Evidence-based Complementary and Alternative Medicine ◽

10.1155/2020/7831675 ◽

2020 ◽

Vol 2020 ◽

pp. 1-10

Author(s):

Hongxing Li ◽

Xinyue Zhang ◽

Lili Gu ◽

Ningzi Wu ◽

Lingxi Zhang ◽

...

Keyword(s):

Alzheimer’S Disease ◽

Alzheimer's Disease ◽

Chinese Medicine ◽

Traditional Chinese Medicine ◽

Chlorogenic Acid ◽

Signaling Pathway ◽

Enrichment Analysis ◽

Estrogen Signaling ◽

Network Pharmacology ◽

Pathway Enrichment Analysis

This study aims to explore the possible homologous mechanism of 7 frequently‐used herbs for heat-clearing and detoxification in traditional Chinese medicine (HDTCM) for treating Alzheimer's disease (AD), one of the most common types of dementia, based on network pharmacology.

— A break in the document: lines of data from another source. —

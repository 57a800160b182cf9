//! HTTP client for the Ollama API.
//!
//! Covers the three endpoints the translation pipeline needs: text
//! generation, model listing, and a health probe. All calls are blocking;
//! concurrency comes from the caller's worker threads.

use prosetta_config::{validate_model_name, OllamaConfig};
use serde::{Deserialize, Serialize};
use std::io::Read;
use thiserror::Error;
use tracing::debug;

#[derive(Debug, Error)]
pub enum OllamaError {
    #[error("ollama request failed: {0}")]
    Http(String),
    #[error("ollama request timed out: {0}")]
    Timeout(String),
    #[error("unexpected ollama response: {0}")]
    Serialization(String),
    #[error("invalid request: {0}")]
    Config(String),
}

/// Result of a single non-streaming generation call.
#[derive(Debug, Clone)]
pub struct Generation {
    pub text: String,
    pub model: String,
    pub eval_count: Option<u64>,
    pub eval_duration: Option<u64>,
}

/// One installed model as reported by `/api/tags`.
#[derive(Debug, Clone, Deserialize, Serialize)]
pub struct ModelInfo {
    pub name: String,
    #[serde(default)]
    pub size: u64,
    #[serde(default)]
    pub modified_at: String,
    #[serde(default)]
    pub digest: String,
}

#[derive(Serialize)]
struct GenerateRequest<'a> {
    model: &'a str,
    prompt: &'a str,
    stream: bool,
    options: GenerateOptions,
}

#[derive(Serialize)]
struct GenerateOptions {
    temperature: f64,
    top_p: f64,
}

#[derive(Deserialize)]
struct GenerateResponse {
    #[serde(default)]
    model: String,
    response: String,
    eval_count: Option<u64>,
    eval_duration: Option<u64>,
}

#[derive(Deserialize)]
struct TagsResponse {
    #[serde(default)]
    models: Vec<ModelInfo>,
}

pub struct OllamaClient {
    config: OllamaConfig,
    agent: ureq::Agent,
}

impl OllamaClient {
    pub fn new(config: OllamaConfig) -> Self {
        let agent: ureq::Agent = ureq::Agent::config_builder()
            .timeout_connect(Some(config.connect_timeout()))
            .build()
            .into();
        Self { config, agent }
    }

    fn url(&self, path: &str) -> String {
        format!("{}{path}", self.config.base_url)
    }

    /// Run one non-streaming generation with the configured sampling
    /// parameters. Generation can take minutes on large models, so this
    /// uses the long read timeout.
    pub fn generate(&self, prompt: &str, model: &str) -> Result<Generation, OllamaError> {
        validate_model_name(model).map_err(|e| OllamaError::Config(e.to_string()))?;

        let request = GenerateRequest {
            model,
            prompt,
            stream: false,
            options: GenerateOptions {
                temperature: self.config.temperature,
                top_p: self.config.top_p,
            },
        };
        let body = serde_json::to_vec(&request)
            .map_err(|e| OllamaError::Serialization(e.to_string()))?;

        let url = self.url("/api/generate");
        debug!("POST {url} model={model} prompt_len={}", prompt.len());
        let resp = self
            .agent
            .post(&url)
            .header("Content-Type", "application/json")
            .config()
            .timeout_global(Some(self.config.read_timeout()))
            .build()
            .send(&body[..])
            .map_err(|e| map_transport_err(&e, &url))?;

        let parsed: GenerateResponse = read_json(resp, &url)?;
        Ok(Generation {
            model: if parsed.model.is_empty() {
                model.to_owned()
            } else {
                parsed.model
            },
            text: parsed.response,
            eval_count: parsed.eval_count,
            eval_duration: parsed.eval_duration,
        })
    }

    /// List installed models via `/api/tags`.
    pub fn list_models(&self) -> Result<Vec<ModelInfo>, OllamaError> {
        let url = self.url("/api/tags");
        debug!("GET {url}");
        let resp = self
            .agent
            .get(&url)
            .config()
            .timeout_global(Some(self.config.health_timeout()))
            .build()
            .call()
            .map_err(|e| map_transport_err(&e, &url))?;

        let parsed: TagsResponse = read_json(resp, &url)?;
        Ok(parsed.models)
    }

    /// Probe reachability. Any failure reads as unhealthy; an unreachable
    /// upstream must never take the caller down.
    pub fn is_healthy(&self) -> bool {
        let url = self.url("/api/tags");
        let result = self
            .agent
            .get(&url)
            .config()
            .timeout_global(Some(self.config.health_timeout()))
            .build()
            .call();
        match result {
            Ok(resp) => resp.status().is_success(),
            Err(e) => {
                debug!("health probe failed: {e}");
                false
            }
        }
    }

    pub fn default_model(&self) -> &str {
        &self.config.default_model
    }
}

fn map_transport_err(e: &ureq::Error, url: &str) -> OllamaError {
    match e {
        ureq::Error::StatusCode(code) => OllamaError::Http(format!("HTTP {code} for {url}")),
        ureq::Error::Timeout(reason) => OllamaError::Timeout(format!("{reason} for {url}")),
        other => OllamaError::Http(other.to_string()),
    }
}

fn read_json<T: serde::de::DeserializeOwned>(
    resp: ureq::http::Response<ureq::Body>,
    url: &str,
) -> Result<T, OllamaError> {
    let status = resp.status();
    if !status.is_success() {
        return Err(OllamaError::Http(format!("HTTP {status} for {url}")));
    }
    let mut body = String::new();
    resp.into_body()
        .into_reader()
        .read_to_string(&mut body)
        .map_err(|e| OllamaError::Http(e.to_string()))?;
    serde_json::from_str(&body).map_err(|e| OllamaError::Serialization(e.to_string()))
}

#[cfg(test)]
mod tests {
    use super::*;
    use std::io::{BufRead, BufReader, Write};
    use std::net::TcpListener;

    /// Minimal canned-response HTTP server for exercising the client.
    struct MockServer {
        addr: String,
        _handle: std::thread::JoinHandle<()>,
    }

    impl MockServer {
        fn start(responder: impl Fn(&str, &str, &str) -> String + Send + 'static) -> Self {
            let listener = TcpListener::bind("127.0.0.1:0").unwrap();
            let addr = format!("http://{}", listener.local_addr().unwrap());
            let handle = std::thread::spawn(move || {
                for stream in listener.incoming() {
                    let Ok(mut stream) = stream else { break };
                    let mut reader = BufReader::new(stream.try_clone().unwrap());
                    let mut request_line = String::new();
                    if reader.read_line(&mut request_line).is_err() {
                        continue;
                    }
                    let parts: Vec<&str> = request_line.trim().splitn(3, ' ').collect();
                    if parts.len() < 2 {
                        continue;
                    }
                    let (method, path) = (parts[0].to_owned(), parts[1].to_owned());

                    let mut content_length = 0usize;
                    loop {
                        let mut line = String::new();
                        if reader.read_line(&mut line).is_err() || line.trim().is_empty() {
                            break;
                        }
                        if let Some(v) = line.to_lowercase().strip_prefix("content-length: ") {
                            content_length = v.trim().parse().unwrap_or(0);
                        }
                    }
                    let mut body = vec![0u8; content_length];
                    if content_length > 0 {
                        let _ = reader.read_exact(&mut body);
                    }
                    let body = String::from_utf8_lossy(&body).into_owned();

                    let payload = responder(&method, &path, &body);
                    let status = if payload.starts_with("ERROR:") {
                        let code = payload.trim_start_matches("ERROR:");
                        format!("HTTP/1.1 {code}\r\nContent-Length: 0\r\nConnection: close\r\n\r\n")
                    } else {
                        format!(
                            "HTTP/1.1 200 OK\r\nContent-Type: application/json\r\nContent-Length: {}\r\nConnection: close\r\n\r\n{payload}",
                            payload.len()
                        )
                    };
                    let _ = stream.write_all(status.as_bytes());
                    let _ = stream.flush();
                }
            });
            MockServer {
                addr,
                _handle: handle,
            }
        }
    }

    fn test_config(base_url: &str) -> OllamaConfig {
        OllamaConfig {
            base_url: base_url.to_owned(),
            default_model: "testmodel".to_owned(),
            connect_timeout_secs: 2,
            read_timeout_secs: 5,
            health_timeout_secs: 2,
            temperature: 0.3,
            top_p: 0.9,
        }
    }

    #[test]
    fn generate_parses_response() {
        let server = MockServer::start(|method, path, body| {
            assert_eq!(method, "POST");
            assert_eq!(path, "/api/generate");
            let req: serde_json::Value = serde_json::from_str(body).unwrap();
            assert_eq!(req["model"], "testmodel");
            assert_eq!(req["stream"], false);
            assert_eq!(req["options"]["temperature"], 0.3);
            r#"{"model":"testmodel","response":"Hola mundo","eval_count":12,"eval_duration":900}"#
                .to_owned()
        });
        let client = OllamaClient::new(test_config(&server.addr));
        let gen = client.generate("Hello world", "testmodel").unwrap();
        assert_eq!(gen.text, "Hola mundo");
        assert_eq!(gen.eval_count, Some(12));
    }

    #[test]
    fn generate_rejects_invalid_model_name() {
        let client = OllamaClient::new(test_config("http://127.0.0.1:1"));
        let err = client.generate("hi", "bad model/name").unwrap_err();
        assert!(matches!(err, OllamaError::Config(_)));
    }

    #[test]
    fn generate_surfaces_http_errors() {
        let server = MockServer::start(|_, _, _| "ERROR:500 Internal Server Error".to_owned());
        let client = OllamaClient::new(test_config(&server.addr));
        let err = client.generate("hi", "testmodel").unwrap_err();
        assert!(matches!(err, OllamaError::Http(_)));
    }

    #[test]
    fn generate_rejects_malformed_json() {
        let server = MockServer::start(|_, _, _| "not json".to_owned());
        let client = OllamaClient::new(test_config(&server.addr));
        let err = client.generate("hi", "testmodel").unwrap_err();
        assert!(matches!(err, OllamaError::Serialization(_)));
    }

    #[test]
    fn list_models_parses_tags() {
        let server = MockServer::start(|method, path, _| {
            assert_eq!(method, "GET");
            assert_eq!(path, "/api/tags");
            r#"{"models":[{"name":"llama3:8b","size":4000000,"modified_at":"2024-01-01T00:00:00Z","digest":"abc"}]}"#
                .to_owned()
        });
        let client = OllamaClient::new(test_config(&server.addr));
        let models = client.list_models().unwrap();
        assert_eq!(models.len(), 1);
        assert_eq!(models[0].name, "llama3:8b");
    }

    #[test]
    fn is_healthy_when_tags_responds() {
        let server = MockServer::start(|_, _, _| r#"{"models":[]}"#.to_owned());
        let client = OllamaClient::new(test_config(&server.addr));
        assert!(client.is_healthy());
    }

    #[test]
    fn is_healthy_false_when_unreachable() {
        // Grab a port with no listener behind it.
        let listener = TcpListener::bind("127.0.0.1:0").unwrap();
        let addr = format!("http://{}", listener.local_addr().unwrap());
        drop(listener);

        let client = OllamaClient::new(test_config(&addr));
        assert!(!client.is_healthy());
    }

    #[test]
    fn is_healthy_false_on_server_error() {
        let server = MockServer::start(|_, _, _| "ERROR:503 Service Unavailable".to_owned());
        let client = OllamaClient::new(test_config(&server.addr));
        assert!(!client.is_healthy());
    }
}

Herbs that satisfied the criteria of containing chlorogenic acid, relating to AD and aligning with HDTCM, were simultaneously collected to determine whether they have anti-AD effect based on a survey of the literature. Herb-ingredient-target-disease networks were constructed by collecting information from the TCMSP and GeneCards public databases. The common targets of the herbs and AD were identified for conducting a Gene Ontology (GO) analyses and a Reactome pathway enrichment analysis. The results showed that PTGS1, IL-6, CASP3, and VEGFA were the predicted key gene targets. The IL-4 and IL-13 signaling pathway, the ESR-mediated signaling pathway, and the extranuclear estrogen signaling pathway were the significant pathways associated with the 7 herbs. This study revealed that the analogous anti-AD mechanism of the 7 herbs of HDTCM may be associated with anti-inflammation, which is a common effect of the chlorogenic acid and quercetin components.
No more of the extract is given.